Andrew M. Schwartz, Arthur W. Lefco, Craig S. Hudson, Marshall Dennehey Warner Coleman & Goggin, Philadelphia, PA, for Defendant.
*1 AND NOW, this 20th day of May, 2004, upon consideration of Plaintiff's Motion to Strike Objections to Plaintiff's Document Requests and to Compel the Production of Documents and a Privilege Log (Docket No. 18), Defendant's Response and Opposition (Docket No. 19), Plaintiff's Reply (Docket No. 20), and Defendant's Sur–Reply (Docket No. 23), IT IS HEREBY ORDERED that Plaintiff's Motion is GRANTED as follows:
Diebold must produce all non-privileged documents, whether paper or contained in or on any computer or related storage device, that are responsive to Request No. 38 of Cumis' First Set of Document Requests or to Request Nos. 11 or 13 of Cumis' Second Set of Document Requests.
IT IS FURTHER ORDERED that Diebold produce a privilege log in accordance with the Federal Rules of Civil Procedure for any document that it withholds from production on the basis of any privilege.
This case concerns a claim by Cumis Insurance Company against Diebold, Inc., to recover losses allegedly incurred by 18 credit unions insured by Cumis.

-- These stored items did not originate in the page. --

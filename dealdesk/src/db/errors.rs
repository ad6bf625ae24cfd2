use thiserror::Error;

/// Unified error type for database operations that application code can handle
#[derive(Error, Debug)]
pub enum DbError {
    /// Entity not found by the given identifier
    #[error("Entity not found")]
    NotFound,

    /// Unique constraint violation
    #[error("Unique constraint violation")]
    UniqueViolation {
        constraint: Option<String>,
        table: Option<String>,
        message: String,
    },

    /// Foreign key constraint violation
    #[error("Foreign key constraint violation")]
    ForeignKeyViolation {
        constraint: Option<String>,
        table: Option<String>,
        message: String,
    },

    /// Check constraint violation
    #[error("Check constraint violation")]
    CheckViolation {
        constraint: Option<String>,
        table: Option<String>,
        message: String,
    },

    /// Catch-all for non-recoverable errors
    #[error(transparent)]
    Other(#[from] anyhow::Error),
}

/// Convert from sqlx::Error using proper sqlx error categorization
impl From<sqlx::Error> for DbError {
    fn from(err: sqlx::Error) -> Self {
        match &err {
            sqlx::Error::RowNotFound => DbError::NotFound,
            sqlx::Error::Database(db_err) => {
                if db_err.is_unique_violation() {
                    DbError::UniqueViolation {
                        constraint: db_err.constraint().map(|s| s.to_string()),
                        table: db_err.table().map(|s| s.to_string()),
                        message: db_err.message().to_string(),
                    }
                } else if db_err.is_foreign_key_violation() {
                    DbError::ForeignKeyViolation {
                        constraint: db_err.constraint().map(|s| s.to_string()),
                        table: db_err.table().map(|s| s.to_string()),
                        message: db_err.message().to_string(),
                    }
                } else if db_err.is_check_violation() {
                    DbError::CheckViolation {
                        constraint: db_err.constraint().map(|s| s.to_string()),
                        table: db_err.table().map(|s| s.to_string()),
                        message: db_err.message().to_string(),
                    }
                } else {
                    DbError::Other(anyhow::Error::from(err))
                }
            }
            _ => DbError::Other(anyhow::Error::from(err)),
        }
    }
}

/// Type alias for database operation results
pub type Result<T> = std::result::Result<T, DbError>;

#[cfg(test)]
mod tests {
    use super::*;

    #[test]
    fn test_row_not_found_maps_to_not_found() {
        assert!(matches!(DbError::from(sqlx::Error::RowNotFound), DbError::NotFound));
    }

    #[test]
    fn test_pool_errors_are_other() {
        assert!(matches!(DbError::from(sqlx::Error::PoolTimedOut), DbError::Other(_)));
    }
}
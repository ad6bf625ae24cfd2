//! Database record models matching table schemas.
//!
//! These structs correspond to rows of the catalogue tables and are what repositories in
//! [`crate::db::handlers`] accept and return. They are kept separate from the API models in
//! [`crate::api::models`] so the storage and wire representations can evolve independently.
//!
//! - [`categories`]: Offer categories
//! - [`merchants`]: Merchants that publish offers
//! - [`offers`]: Offers, each owned by one merchant and optionally filed under a category

pub mod categories;
pub mod merchants;
pub mod offers;
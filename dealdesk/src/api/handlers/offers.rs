use crate::api::models::{merchants::MerchantResponse, offers::OfferResponse};
use crate::db::handlers::{Merchants, Offers, Repository};
use crate::errors::{Error, Result};
use crate::{AppState, types::OfferId};
use axum::{
    Json,
    extract::{Path, State},
};

#[utoipa::path(
    get,
    path = "/offers",
    tag = "offers",
    summary = "List active offers",
    description = "Active offers only, newest first. Each offer embeds its merchant.",
    responses(
        (status = 200, description = "List of active offers", body = Vec<OfferResponse>),
        (status = 500, description = "Internal server error")
    )
)]
#[tracing::instrument(skip_all)]
pub async fn list_offers(State(state): State<AppState>) -> Result<Json<Vec<OfferResponse>>> {
    let mut conn = state.db.acquire().await.map_err(|e| Error::Database(e.into()))?;
    let mut repo = Offers::new(&mut conn);

    let offers = repo.list_active_with_merchants().await?;

    Ok(Json(offers.into_iter().map(OfferResponse::from).collect()))
}

#[utoipa::path(
    get,
    path = "/offers/{id}",
    tag = "offers",
    summary = "Get offer",
    description = "A single offer with its merchant. Inactive offers are still returned by ID.",
    params(
        ("id" = uuid::Uuid, Path, description = "Offer ID"),
    ),
    responses(
        (status = 200, description = "Offer details", body = OfferResponse),
        (status = 400, description = "Malformed offer ID"),
        (status = 404, description = "Offer not found"),
        (status = 500, description = "Internal server error")
    )
)]
#[tracing::instrument(skip_all, fields(offer_id = %id))]
pub async fn get_offer(State(state): State<AppState>, Path(id): Path<OfferId>) -> Result<Json<OfferResponse>> {
    let mut conn = state.db.acquire().await.map_err(|e| Error::Database(e.into()))?;

    let offer = Offers::new(&mut conn).get_by_id(id).await?.ok_or_else(|| Error::NotFound {
        resource: "Offer".to_string(),
        id: id.to_string(),
    })?;

    // merchant_id is a non-null foreign key, so the merchant row exists unless deleted concurrently
    let merchant = Merchants::new(&mut conn).get_by_id(offer.merchant_id).await?.ok_or_else(|| Error::NotFound {
        resource: "Merchant".to_string(),
        id: offer.merchant_id.to_string(),
    })?;

    Ok(Json(OfferResponse::from(offer).with_merchant(MerchantResponse::from(merchant))))
}

#[cfg(test)]
mod tests {
    use crate::api::models::offers::OfferResponse;
    use crate::test_utils::{create_test_app, create_test_merchant, create_test_offer};
    use chrono::{Duration, Utc};
    use sqlx::PgPool;

    #[sqlx::test]
    #[test_log::test]
    async fn test_list_offers_never_includes_inactive(pool: PgPool) {
        let (server, _) = create_test_app(pool.clone()).await;
        let acme = create_test_merchant(&pool, "Acme").await;
        let mango = create_test_merchant(&pool, "Mango").await;

        let now = Utc::now();
        create_test_offer(&pool, acme.id, "Week old", true, now - Duration::days(7)).await;
        create_test_offer(&pool, mango.id, "Withdrawn", false, now).await;
        create_test_offer(&pool, mango.id, "Brand new", true, now - Duration::minutes(5)).await;
        create_test_offer(&pool, acme.id, "Yesterday", true, now - Duration::days(1)).await;

        let response = server.get("/api/offers").await;
        response.assert_status_ok();

        let offers: Vec<OfferResponse> = response.json();
        let titles: Vec<_> = offers.iter().map(|o| o.title.as_str()).collect();
        assert_eq!(titles, vec!["Brand new", "Yesterday", "Week old"]);
        assert!(offers.iter().all(|o| o.is_active));

        for offer in &offers {
            let merchant = offer.merchant.as_ref().expect("listed offers embed their merchant");
            assert_eq!(merchant.id, offer.merchant_id);
        }
        assert_eq!(offers[0].merchant.as_ref().unwrap().name, "Mango");
    }

    #[sqlx::test]
    #[test_log::test]
    async fn test_list_offers_empty(pool: PgPool) {
        let (server, _) = create_test_app(pool).await;

        let response = server.get("/api/offers").await;
        response.assert_status_ok();
        response.assert_json(&serde_json::json!([]));
    }

    #[sqlx::test]
    #[test_log::test]
    async fn test_get_offer_embeds_merchant(pool: PgPool) {
        let (server, _) = create_test_app(pool.clone()).await;
        let acme = create_test_merchant(&pool, "Acme").await;
        let offer = create_test_offer(&pool, acme.id, "Withdrawn", false, Utc::now()).await;

        let response = server.get(&format!("/api/offers/{}", offer.id)).await;
        response.assert_status_ok();

        let json: serde_json::Value = response.json();
        assert_eq!(json["title"], "Withdrawn");
        assert_eq!(json["isActive"], false);
        assert_eq!(json["merchant"]["name"], "Acme");

        server
            .get(&format!("/api/offers/{}", uuid::Uuid::new_v4()))
            .await
            .assert_status_not_found();
    }
}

The losses allegedly occurred when Tri–State Armored Co., a Diebold subcontractor, misappropriated millions of dollars that it was supposed to use to replenish cash in ATM machines owned by the 18 credit unions and other Diebold customers. Cumis asserts that Diebold is liable for the losses incurred by the Cumis-insured credit unions because Diebold knew or should have known that Tri–State was incompetent and dishonest. Cumis also asserts that Diebold informed some of its customers about Tri–State's malfeasance but did not inform the Cumis-insured companies.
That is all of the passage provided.